= HOW TO COMPLETE THIS TASK =
Go through the entries below and copy each line containing the word "derive".

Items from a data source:
----

// SPDX-License-Identifier: AGPL-3.0-or-later
//
// Copyright (C) 2026 Relational Network

//! Token engine errors.

use thiserror::Error;

use crate::jose::{AlgorithmFamily, JoseError};

/// A claim check that failed after the token was cryptographically verified.
#[derive(Debug, Clone, Copy, PartialEq, Eq, Error)]
pub enum ClaimError {
    #[error("token has expired")]
    Expired,

    #[error("token is not yet valid")]
    NotYetValid,

    #[error("token was issued in the future")]
    IssuedInFuture,

    #[error("token issuer is invalid")]
    InvalidIssuer,

    #[error("token audience is invalid")]
    InvalidAudience,

    #[error("token is missing the `{0}` claim")]
    MissingClaim(&'static str),
}

/// Errors returned by the codecs and the engine.
///
/// `Invalid` is deliberately opaque: malformed encoding, unsupported header
/// algorithms, bad signatures and failed decryption all map to it.
#[derive(Debug, Error)]
pub enum TokenError {
    /// Algorithm id not registered in its family.
    #[error("unknown {family} algorithm `{id}`")]
    UnknownAlgorithm { family: AlgorithmFamily, id: String },

    /// Building the token failed.
    #[error("token creation failed: {0}")]
    Creation(String),

    /// Structural or cryptographic verification failed.
    #[error("token is invalid")]
    Invalid,

    /// The token verified but its claims were rejected.
    #[error(transparent)]
    Claims(#[from] ClaimError),

    /// `serialize` was called with no token given and none held.
    #[error("no token to serialize")]
    NoTokenToSerialize,

    /// The selected codec does not support the command.
    #[error("`{operation}` is not supported by the {codec} codec")]
    UnknownOperation {
        operation: &'static str,
        codec: &'static str,
    },

    /// Engine configuration is unusable.
    #[error("token configuration error: {0}")]
    Configuration(String),
}

impl TokenError {
    /// Map a primitive failure on the creation path.
    pub(crate) fn creation(err: JoseError) -> Self {
        match err {
            JoseError::UnknownAlgorithm { family, id } => TokenError::UnknownAlgorithm { family, id },
            other => TokenError::Creation(other.to_string()),
        }
    }

    /// Map a primitive failure on the load path.
    pub(crate) fn invalid(err: JoseError) -> Self {
        tracing::debug!(error = %err, "Token verification failed");
        TokenError::Invalid
    }
}

impl From<JoseError> for TokenError {
    /// Registry lookups are the only place a bare `?` is used; anything else
    /// is routed through [`TokenError::creation`] or [`TokenError::invalid`].
    fn from(err: JoseError) -> Self {
        TokenError::creation(err)
    }
}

----

= SOLUTION =
#[derive(Debug, Clone, Copy, PartialEq, Eq, Error)]
#[derive(Debug, Error)]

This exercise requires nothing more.